Does your organization report a weekly crime stat? Is part of that report a measure of how the week compares to the same week the year before? If so, it’s important that you understand how ISO week dates work so that your report offers an accurate comparison between this year and prior years. In this post I am going to first discuss what an ISO week date is and then I am going to explain how it helps create better crime stat reports.
First, what is an ISO week date? Hopefully you’re familiar with the International Organization for Standardization (ISO). They publish a lot of standards and ISO 8601 is the standard that deals with a calendar system that gives each week of the year a number. For example, this article was written on October 21, 2012, which, in ISO date week notation, is written 2012 W42 4. Breaking the date down: the first number is the year, the second number is the week of the year (42 in this case) and the third number is the day of the week (the 4th day is a Thursday because the system states that Monday is the first day of the week). Most of the time a year has 52 weeks, sometimes it has 53 weeks to handle leap years. According to Wikipedia the system is most often used in government and business for keeping fiscal years.

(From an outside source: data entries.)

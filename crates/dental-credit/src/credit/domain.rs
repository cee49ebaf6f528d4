use crate::query::TierTable;
use chrono::NaiveDate;
use serde::{Deserialize, Serialize};
use std::fmt;

/// Lowest score the bureaus report.
pub const SCORE_FLOOR: u16 = 300;
/// Highest score the bureaus report.
pub const SCORE_CEILING: u16 = 850;

#[derive(Debug, Clone, PartialEq, Eq, Hash, Serialize, Deserialize)]
pub struct PersonId(pub String);

impl fmt::Display for PersonId {
    fn fmt(&self, f: &mut fmt::Formatter<'_>) -> fmt::Result {
        f.write_str(&self.0)
    }
}

#[derive(Debug, Clone, Copy, PartialEq, Eq, Hash, Serialize, Deserialize)]
#[serde(rename_all = "snake_case")]
pub enum RiskLevel {
    Low,
    Medium,
    High,
}

impl RiskLevel {
    pub const fn ordered() -> [Self; 3] {
        [Self::Low, Self::Medium, Self::High]
    }

    pub const fn label(self) -> &'static str {
        match self {
            Self::Low => "Low Risk",
            Self::Medium => "Medium Risk",
            Self::High => "High Risk",
        }
    }

    /// Wire value, matching the serde rename. Filter descriptors use this.
    pub const fn key(self) -> &'static str {
        match self {
            Self::Low => "low",
            Self::Medium => "medium",
            Self::High => "high",
        }
    }
}

/// Standard score bands, declared worst to best so the derived ordering
/// follows tier quality.
#[derive(Debug, Clone, Copy, PartialEq, Eq, PartialOrd, Ord, Hash, Serialize, Deserialize)]
#[serde(rename_all = "snake_case")]
pub enum ScoreTier {
    Poor,
    Fair,
    Good,
    VeryGood,
    Excellent,
}

impl ScoreTier {
    pub const fn ordered() -> [Self; 5] {
        [
            Self::Poor,
            Self::Fair,
            Self::Good,
            Self::VeryGood,
            Self::Excellent,
        ]
    }

    pub const fn label(self) -> &'static str {
        match self {
            Self::Poor => "Poor",
            Self::Fair => "Fair",
            Self::Good => "Good",
            Self::VeryGood => "Very Good",
            Self::Excellent => "Excellent",
        }
    }

    /// The standard band table: 800+ Excellent, 740+ Very Good, 670+ Good,
    /// 580+ Fair, everything below Poor.
    pub fn table() -> TierTable<Self> {
        TierTable::new(
            vec![
                (800.0, Self::Excellent),
                (740.0, Self::VeryGood),
                (670.0, Self::Good),
                (580.0, Self::Fair),
            ],
            Self::Poor,
        )
    }

    pub fn for_score(score: u16) -> Self {
        Self::table().classify(f64::from(score))
    }
}

/// One point on a person's score history.
#[derive(Debug, Clone, Copy, PartialEq, Eq, Serialize, Deserialize)]
pub struct ScorePoint {
    pub date: NaiveDate,
    pub score: u16,
}

/// Direction of the most recent score movement, read off the newest two
/// history points. Fewer than two points reads as steady.
#[derive(Debug, Clone, Copy, PartialEq, Eq, Serialize, Deserialize)]
#[serde(rename_all = "snake_case")]
pub enum Trend {
    Improving,
    Declining,
    Steady,
}

impl Trend {
    pub const fn label(self) -> &'static str {
        match self {
            Self::Improving => "Improving",
            Self::Declining => "Declining",
            Self::Steady => "Steady",
        }
    }

    pub fn from_history(history: &[ScorePoint]) -> Self {
        match history {
            [.., previous, latest] => {
                if latest.score > previous.score {
                    Self::Improving
                } else if latest.score < previous.score {
                    Self::Declining
                } else {
                    Self::Steady
                }
            }
            _ => Self::Steady,
        }
    }
}

/// Signed change between the two newest history points.
pub fn latest_delta(history: &[ScorePoint]) -> i32 {
    match history {
        [.., previous, latest] => i32::from(latest.score) - i32::from(previous.score),
        _ => 0,
    }
}

/// Position of a score along the reportable range, 0 to 100.
pub fn gauge_percent(score: u16) -> f64 {
    let clamped = score.clamp(SCORE_FLOOR, SCORE_CEILING);
    f64::from(clamped - SCORE_FLOOR) / f64::from(SCORE_CEILING - SCORE_FLOOR) * 100.0
}

/// High and low water marks over a history, for the history panel.
#[derive(Debug, Clone, Copy, PartialEq, Eq, Serialize)]
pub struct HistoryStats {
    pub highest: u16,
    pub lowest: u16,
    pub improvement: u16,
}

impl HistoryStats {
    pub fn from_history(history: &[ScorePoint]) -> Option<Self> {
        let first = history.first()?;
        let mut highest = first.score;
        let mut lowest = first.score;
        for point in &history[1..] {
            highest = highest.max(point.score);
            lowest = lowest.min(point.score);
        }
        Some(Self {
            highest,
            lowest,
            improvement: highest - lowest,
        })
    }
}

#[derive(Debug, Clone, PartialEq, Eq, Serialize, Deserialize)]
pub struct Address {
    pub street: String,
    pub city: String,
    pub state: String,
    pub zip_code: String,
}

#[derive(Debug, Clone, PartialEq, Serialize, Deserialize)]
pub struct Employment {
    pub status: String,
    pub company: String,
    pub position: String,
    pub years_at_job: u8,
}

#[derive(Debug, Clone, PartialEq, Eq, Serialize, Deserialize)]
pub struct Demographics {
    pub age: u8,
    pub gender: String,
    pub marital_status: String,
    pub dependents: u8,
}

/// A tracked credit profile. History points are kept oldest first.
#[derive(Debug, Clone, PartialEq, Serialize, Deserialize)]
pub struct Person {
    pub id: PersonId,
    pub first_name: String,
    pub last_name: String,
    pub email: String,
    pub phone: String,
    pub date_of_birth: NaiveDate,
    pub address: Address,
    pub credit_score: u16,
    pub credit_history: Vec<ScorePoint>,
    pub income: u32,
    pub employment: Employment,
    pub demographics: Demographics,
    pub last_updated: NaiveDate,
    pub risk_level: RiskLevel,
}

impl Person {
    pub fn full_name(&self) -> String {
        format!("{} {}", self.first_name, self.last_name)
    }

    pub fn tier(&self) -> ScoreTier {
        ScoreTier::for_score(self.credit_score)
    }

    pub fn trend(&self) -> Trend {
        Trend::from_history(&self.credit_history)
    }
}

This is pretty straightforward to understand but the tricky parts comes when determining the first week of the year as the first week introduces slight discrepancies between the ISO system and the traditional Gregorian calendar that people are used too. To wit: ISO 8601 defines the first week as the week with the year’s first Thursday in it. Using 2012 as an example, the first Thursday of 2012 was January 5th and, recalling that the ISO week begins on Monday, this means that the first day of the ISO year, that is 2012 W01 1, was January 2nd, 2012. But what about January 1st, 2012? It was actually the last part of week 52 of 2011 or 2011 W52 7. Yes, I know, it’s weird, but I think its utility outweighs its weirdness.
If you’ve made it this far in the post you’re probably thinking: “This seems overly complicated, why should this concern someone reporting crime stats?” A valid question. Consider a weekly crime report that covers October 8th through October 14th from 0000 hours to midnight. That’s a whole week and conveniently it is also week 41 of 2012. Now let’s say that for comparison our theoretical crime report also tabulates the stats for October 8th through October 14th for 2011. Is there a problem with this? Does it matter that the 2011 numbers run from October 8th (a Saturday in 2011) to October 14th (a Friday in 2011) instead of Monday to Sunday like it does in 2012? Is it enough that we capture one of each weekday in a weekly crime report? Is it relevant that the Saturday from 2011 is part of ISO week 40 while the Saturday from 2012 is from week 41?
I think this last point is key. Calls for service have a definite seasonal trend which means that for any particular day of the week, Saturdays for example, the calls for service will vary according to the week of the year. This means that, historically speaking, the number of calls for service on the Saturday in week 41 are likely going to be consistently different than the number of calls for service on the Saturday in week 40 and the same goes for every other day of the week. Basically, days are not created equal and that means that if you want to compare apples to apples for crime reports you should really compare equivalent time periods. The easiest way to do this is, you guessed it, by using ISO week dates and comparing week 41 from 2012 to the week 41 from 2011. In our example, compare October 8th through October 15th 2012 to October 10th to October 16th 2011.
But is this reasonable? Why is the week the unit of analysis here? In non-leap years October 8th through 14th is always the 281st through 287th day of the year, isn’t there consistency in that that gets thrown out if we adopt the weekly approach? Perhaps but I don’t think day-of-year consistency is more useful than the weekly one. Most analysts recognize that calls for service have a distinct weekly pattern—there are more calls for service on Friday and Saturday then other days of the week—that is imposed upon the larger seasonal trend. By adopting the ISO week date system we can align reporting with this natural frequency found in the crime data and by locking into the frequency we can exploit it to make comparisons easier.
So what’s the bottom line? Because calls for service show a seasonal trend you should endeavor to compare the same weeks when performing a year over year analysis. And because calls for service show a weekly trend it makes sense to lock your reporting to a standard week that makes comparisons easy and straightforward. The best way to accomplish both of these goals is to adopt the established ISO week date system for weekly crime reports.